▶ [THE PROBLEM] Where a line of the material contains the string "RecordingRenderer", copy that line.

▶ [RECORD EXCERPTS]
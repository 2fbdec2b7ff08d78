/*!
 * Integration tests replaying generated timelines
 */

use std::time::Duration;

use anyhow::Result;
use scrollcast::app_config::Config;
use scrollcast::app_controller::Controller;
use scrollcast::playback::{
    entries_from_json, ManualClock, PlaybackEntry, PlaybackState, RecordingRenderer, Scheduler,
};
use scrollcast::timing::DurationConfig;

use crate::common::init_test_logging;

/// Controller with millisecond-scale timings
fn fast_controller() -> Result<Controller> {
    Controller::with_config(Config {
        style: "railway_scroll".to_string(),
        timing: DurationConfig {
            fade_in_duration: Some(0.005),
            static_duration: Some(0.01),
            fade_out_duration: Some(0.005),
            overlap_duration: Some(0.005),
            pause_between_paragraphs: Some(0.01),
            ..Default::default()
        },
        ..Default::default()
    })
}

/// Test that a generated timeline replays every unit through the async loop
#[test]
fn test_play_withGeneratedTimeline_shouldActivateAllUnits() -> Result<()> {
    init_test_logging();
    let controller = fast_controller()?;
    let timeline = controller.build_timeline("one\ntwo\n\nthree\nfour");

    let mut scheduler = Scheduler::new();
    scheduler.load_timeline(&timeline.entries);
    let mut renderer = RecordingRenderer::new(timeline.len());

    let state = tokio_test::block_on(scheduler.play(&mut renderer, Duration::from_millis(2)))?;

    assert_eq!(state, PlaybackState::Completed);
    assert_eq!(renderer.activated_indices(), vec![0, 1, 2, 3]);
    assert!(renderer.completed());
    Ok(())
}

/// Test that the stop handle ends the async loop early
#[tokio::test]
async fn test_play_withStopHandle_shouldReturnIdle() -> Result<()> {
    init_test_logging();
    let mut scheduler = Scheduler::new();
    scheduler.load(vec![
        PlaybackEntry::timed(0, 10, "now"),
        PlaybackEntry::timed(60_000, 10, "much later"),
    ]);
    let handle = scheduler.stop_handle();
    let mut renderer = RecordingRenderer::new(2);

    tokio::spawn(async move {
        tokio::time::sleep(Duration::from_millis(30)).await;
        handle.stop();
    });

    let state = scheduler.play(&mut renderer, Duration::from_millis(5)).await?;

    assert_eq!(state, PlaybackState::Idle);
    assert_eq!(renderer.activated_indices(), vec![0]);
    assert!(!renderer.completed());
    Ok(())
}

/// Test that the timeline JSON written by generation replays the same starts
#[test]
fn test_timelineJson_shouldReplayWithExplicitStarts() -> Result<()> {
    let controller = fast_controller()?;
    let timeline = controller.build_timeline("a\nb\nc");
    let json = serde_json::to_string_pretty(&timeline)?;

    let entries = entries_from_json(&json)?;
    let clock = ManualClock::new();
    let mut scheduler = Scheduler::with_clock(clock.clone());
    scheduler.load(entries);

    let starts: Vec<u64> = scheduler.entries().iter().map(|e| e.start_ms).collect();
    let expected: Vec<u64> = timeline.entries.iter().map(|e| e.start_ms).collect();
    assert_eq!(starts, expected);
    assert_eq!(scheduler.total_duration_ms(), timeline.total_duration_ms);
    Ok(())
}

▶ [RESPONSE TO THIS TASK]
    entries_from_json, ManualClock, PlaybackEntry, PlaybackState, RecordingRenderer, Scheduler,
    let mut renderer = RecordingRenderer::new(timeline.len());
    let mut renderer = RecordingRenderer::new(2);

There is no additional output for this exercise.